Et cette scène décisive, au café de la place Saint Sulpice :
... "lorsque le serveur revint avec les consommations, disposant les verres sur le guéridon et déposant une coupelle de chips sur la table, le regard de Marie se posa pensivement sur les chips, et, pour la première fois, alors, depuis son arrivée, je vis passer quelque chose qui s'apparentait à de la tendresse.

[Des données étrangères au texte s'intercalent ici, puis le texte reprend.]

//! Extract stitch differences from a SeqPrep alignment dump.

use std::io::Write;

use anyhow::{Context, Result};
use clap::Parser;
use log::info;

use errprof_lib::io::{open_input, open_output};
use errprof_lib::logging::OperationTimer;
use errprof_lib::seqprep::extract_differences;
use errprof_metrics::format_count;

use crate::commands::command::Command;
use crate::commands::common::TextIoOptions;

/// Write the positions where stitched mates disagree, for use with `count-errors -s`.
#[derive(Debug, Parser)]
#[command(
    name = "stitch-diff",
    about = "\x1b[38;5;72m[PROFILING]\x1b[0m      \x1b[36mExtract stitch differences from SeqPrep alignments\x1b[0m",
    long_about = r#"
Extract the positions where two stitched mates disagree from a SeqPrep alignment dump.

The input consists of blocks with an ID: line followed by the aligned first mate (READ1: or
SUBJ:) and second mate (READ2: or QUER:). Columns outside the region covered by both mates
are ignored. For every covered column where the mates report different bases, one row is
written:

  read  position  base1  !  base2  !

Positions count from the first column covered by both mates. With --include-matches,
agreeing columns are written as well.

Example usage:
  errprof stitch-diff -i seqprep_alignments.txt.gz -o diffs.txt
"#
)]
pub struct StitchDiff {
    /// Input alignment dump and output difference file options
    #[command(flatten)]
    pub io: TextIoOptions,

    /// Also write columns where both mates agree
    #[arg(long = "include-matches", default_value = "false")]
    pub include_matches: bool,
}

impl Command for StitchDiff {
    fn execute(&self) -> Result<()> {
        self.io.validate("SeqPrep alignment")?;

        let timer = OperationTimer::new("Extracting stitch differences");
        info!("Input: {}", self.io.input.display());
        info!("Output: {}", self.io.output.display());

        let reader = open_input(&self.io.input)?;
        let mut writer = open_output(&self.io.output)?;
        let stats = extract_differences(reader, &mut writer, self.include_matches)
            .and_then(|stats| writer.flush().map(|()| stats))
            .with_context(|| format!("Failed to extract differences from {}", self.io.input.display()))?;

        info!("Reads analyzed: {}", format_count(stats.blocks));
        info!("Rows written: {}", format_count(stats.rows));
        timer.log_completion(stats.blocks);
        Ok(())
    }
}
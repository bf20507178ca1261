//! Progress tracking utilities
//!
//! A progress tracker for logging at regular intervals while streaming records. The
//! tracker keeps an internal count and logs when interval boundaries are crossed.

use log::info;

use errprof_metrics::format_count;

/// Default logging interval.
pub const DEFAULT_INTERVAL: u64 = 1_000_000;

/// Logs progress each time the count crosses a multiple of the interval.
///
/// # Example
/// ```
/// use errprof_lib::progress::ProgressTracker;
///
/// let mut tracker = ProgressTracker::new("Processed records").with_interval(100);
/// for _ in 0..250 {
///     tracker.record(1); // Logs at 100, 200
/// }
/// tracker.log_final(); // Logs "Processed records 250 (complete)"
/// assert_eq!(tracker.count(), 250);
/// ```
#[derive(Debug)]
pub struct ProgressTracker {
    interval: u64,
    message: String,
    count: u64,
}

impl ProgressTracker {
    /// Creates a tracker with the default interval of 1,000,000.
    #[must_use]
    pub fn new(message: impl Into<String>) -> Self {
        Self { interval: DEFAULT_INTERVAL, message: message.into(), count: 0 }
    }

    /// Sets the logging interval. A zero interval is treated as one.
    #[must_use]
    pub fn with_interval(mut self, interval: u64) -> Self {
        self.interval = interval.max(1);
        self
    }

    /// Adds to the count, logging once for every interval boundary crossed.
    ///
    /// Returns `true` if the new count lies exactly on an interval boundary.
    pub fn record(&mut self, additional: u64) -> bool {
        let prev = self.count;
        self.count += additional;

        for i in (prev / self.interval + 1)..=(self.count / self.interval) {
            info!("{} {}", self.message, format_count(i * self.interval));
        }

        self.on_boundary()
    }

    /// Logs the final count unless it was already logged at an interval boundary.
    pub fn log_final(&self) {
        if self.count > 0 && !self.on_boundary() {
            info!("{} {} (complete)", self.message, format_count(self.count));
        }
    }

    /// Items counted so far.
    #[must_use]
    pub fn count(&self) -> u64 {
        self.count
    }

    fn on_boundary(&self) -> bool {
        self.count > 0 && self.count.is_multiple_of(self.interval)
    }
}
#![allow(clippy::doc_markdown)] // Generated file contains OPT_LEVEL without backticks

use std::sync::LazyLock;

include!(concat!(env!("OUT_DIR"), "/built.rs"));

/// Package version, suffixed with the short git commit when built from a checkout and with
/// `-dirty` when that checkout had uncommitted changes.
pub static VERSION: LazyLock<String> = LazyLock::new(|| {
    let mut version = PKG_VERSION.to_string();
    if let Some(hash) = GIT_COMMIT_HASH_SHORT {
        version.push('-');
        version.push_str(hash);
        if GIT_DIRTY == Some(true) {
            version.push_str("-dirty");
        }
    }
    version
});
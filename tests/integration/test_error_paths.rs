//! Error handling for invalid inputs and arguments.

use std::fs;
use tempfile::TempDir;

use crate::helpers::run_errprof;

fn stderr(output: &std::process::Output) -> String {
    String::from_utf8_lossy(&output.stderr).to_string()
}

#[test]
fn test_missing_input_file() {
    let temp_dir = TempDir::new().unwrap();
    let output = temp_dir.path().join("out.txt");
    let result = run_errprof(&[
        "count-errors",
        "-i",
        "/nonexistent/input.sam",
        "-o",
        output.to_str().unwrap(),
    ]);
    assert!(!result.status.success());
    assert!(stderr(&result).contains("does not exist"), "{}", stderr(&result));
    assert!(!output.exists());
}

#[test]
fn test_missing_stitch_file() {
    let temp_dir = TempDir::new().unwrap();
    let input = temp_dir.path().join("input.sam");
    let output = temp_dir.path().join("out.txt");
    fs::write(&input, "@HD\tVN:1.6\n").unwrap();

    let result = run_errprof(&[
        "count-errors",
        "-i",
        input.to_str().unwrap(),
        "-o",
        output.to_str().unwrap(),
        "-s",
        "/nonexistent/diffs.txt",
    ]);
    assert!(!result.status.success());
    assert!(stderr(&result).contains("Stitch difference"));
}

#[test]
fn test_malformed_stitch_file() {
    let temp_dir = TempDir::new().unwrap();
    let input = temp_dir.path().join("input.sam");
    let diffs = temp_dir.path().join("diffs.txt");
    let output = temp_dir.path().join("out.txt");
    fs::write(&input, "@HD\tVN:1.6\n").unwrap();
    fs::write(&diffs, "r1\tx\tA\t!\tC\t!\n").unwrap();

    let result = run_errprof(&[
        "count-errors",
        "-i",
        input.to_str().unwrap(),
        "-o",
        output.to_str().unwrap(),
        "-s",
        diffs.to_str().unwrap(),
    ]);
    assert!(!result.status.success());
    assert!(stderr(&result).contains("line 1"), "{}", stderr(&result));
    assert!(!output.exists());
}

#[test]
fn test_invalid_arguments() {
    for args in [
        vec!["count-errors", "-i", "in.sam", "-o", "out.txt", "-l", "0,x"],
        vec!["count-errors", "-i", "in.sam", "-o", "out.txt", "-w", "sideways"],
        vec!["count-errors", "-i", "in.sam"],
        vec!["stitch-diff", "-o", "out.txt"],
    ] {
        let result = run_errprof(&args);
        assert!(!result.status.success(), "expected failure for {args:?}");
    }
}

#[test]
fn test_invalid_diff_tag() {
    let temp_dir = TempDir::new().unwrap();
    let input = temp_dir.path().join("input.sam");
    fs::write(&input, "@HD\tVN:1.6\n").unwrap();
    let result = run_errprof(&[
        "count-errors",
        "-i",
        input.to_str().unwrap(),
        "-o",
        "-",
        "--diff-tag",
        "M",
    ]);
    assert!(!result.status.success());
    assert!(stderr(&result).contains("diff-tag"));
}

#[test]
fn test_max_quality_above_sam_limit() {
    let temp_dir = TempDir::new().unwrap();
    let input = temp_dir.path().join("input.sam");
    fs::write(&input, "@HD\tVN:1.6\n").unwrap();
    let result = run_errprof(&["count-errors", "-i", input.to_str().unwrap(), "-o", "-", "-q", "94"]);
    assert!(!result.status.success());
    assert!(stderr(&result).contains("max-quality"));
}
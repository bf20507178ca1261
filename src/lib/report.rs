//! Text rendering of error profiles.
//!
//! Each table has the header `qual match sub ins N subRate insRate NRate` and one row per
//! quality value from 0 to the maximum. Rates are printed with nine decimals and omitted
//! entirely for rows with no observations. When several buckets are reported, each table is
//! preceded by its title and tables are separated by a blank line.

use std::io::{self, Write};

use errprof_metrics::{CountTable, ErrorProfile, ProfileBucket, format_rate};
use errprof_sam::BaseClass;

/// Column names of a rendered table.
pub const TABLE_HEADER: [&str; 8] =
    ["qual", "match", "sub", "ins", "N", "subRate", "insRate", "NRate"];

/// Writes one count table.
///
/// # Errors
/// Returns an error if the writer fails
pub fn write_table<W: Write>(writer: &mut W, table: &CountTable) -> io::Result<()> {
    writeln!(writer, "{}", TABLE_HEADER.join("\t"))?;
    for (qual, counts) in table.rows() {
        write!(writer, "{qual}")?;
        for class in BaseClass::ALL {
            write!(writer, "\t{}", counts.get(class))?;
        }
        for class in [BaseClass::Substitution, BaseClass::Insertion, BaseClass::Ambiguous] {
            if let Some(rate) = counts.rate(class) {
                write!(writer, "\t{}", format_rate(rate))?;
            }
        }
        writeln!(writer)?;
    }
    Ok(())
}

/// Writes the tables for `buckets` in order. Titles are written only when more than one
/// bucket is reported.
///
/// # Errors
/// Returns an error if the writer fails
pub fn write_report<W: Write>(
    writer: &mut W,
    profile: &ErrorProfile,
    buckets: &[ProfileBucket],
) -> io::Result<()> {
    let titled = buckets.len() > 1;
    for (i, &bucket) in buckets.iter().enumerate() {
        if i > 0 {
            writeln!(writer)?;
        }
        if titled {
            writeln!(writer, "{}", bucket.title())?;
        }
        write_table(writer, profile.table(bucket))?;
    }
    Ok(())
}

Elle attaqua les chips distraitement et les finit en moins de deux
."

Le roman s'achève, avec un frisson d'aventure, sur l'ile d'Elbe (voir plus haut), en proie à un incendie d'usine de chocolat artisanal, avec malfrats (mafieux ?) en vadrouille dans les parages du couple presque reconstitué autour d'un deuil. De la robe de miel meurtrière du prologue à la bruine de chocolat qui saupoudre dans l'épilogue le manteau de Marie, scellant son accord consubstantiel avec le cosmos, d'afféteries stylistiques en contorsions psychologiques, je me suis copieusement ennuyée. La réplique finale est digne, lointaine réminiscence, d'un roman de Delly. Après Lemaître, la boue gluante des tranchées et son feu d'artifice d'invention romanesque, la chute était rude, et franchement, amour fou pour amour fou, et emmerdeuse mondaine pour emmerdeuse mondaine, je préfère à Marie Madeleine Marguerite de Montalte les quelque mille pages du roman foisonnant, océanique, et si souvent drôle qui célèbre Ariane Cassandre Corisande d'Auble – encore un, damned ! qui n'est plus sur les étagères.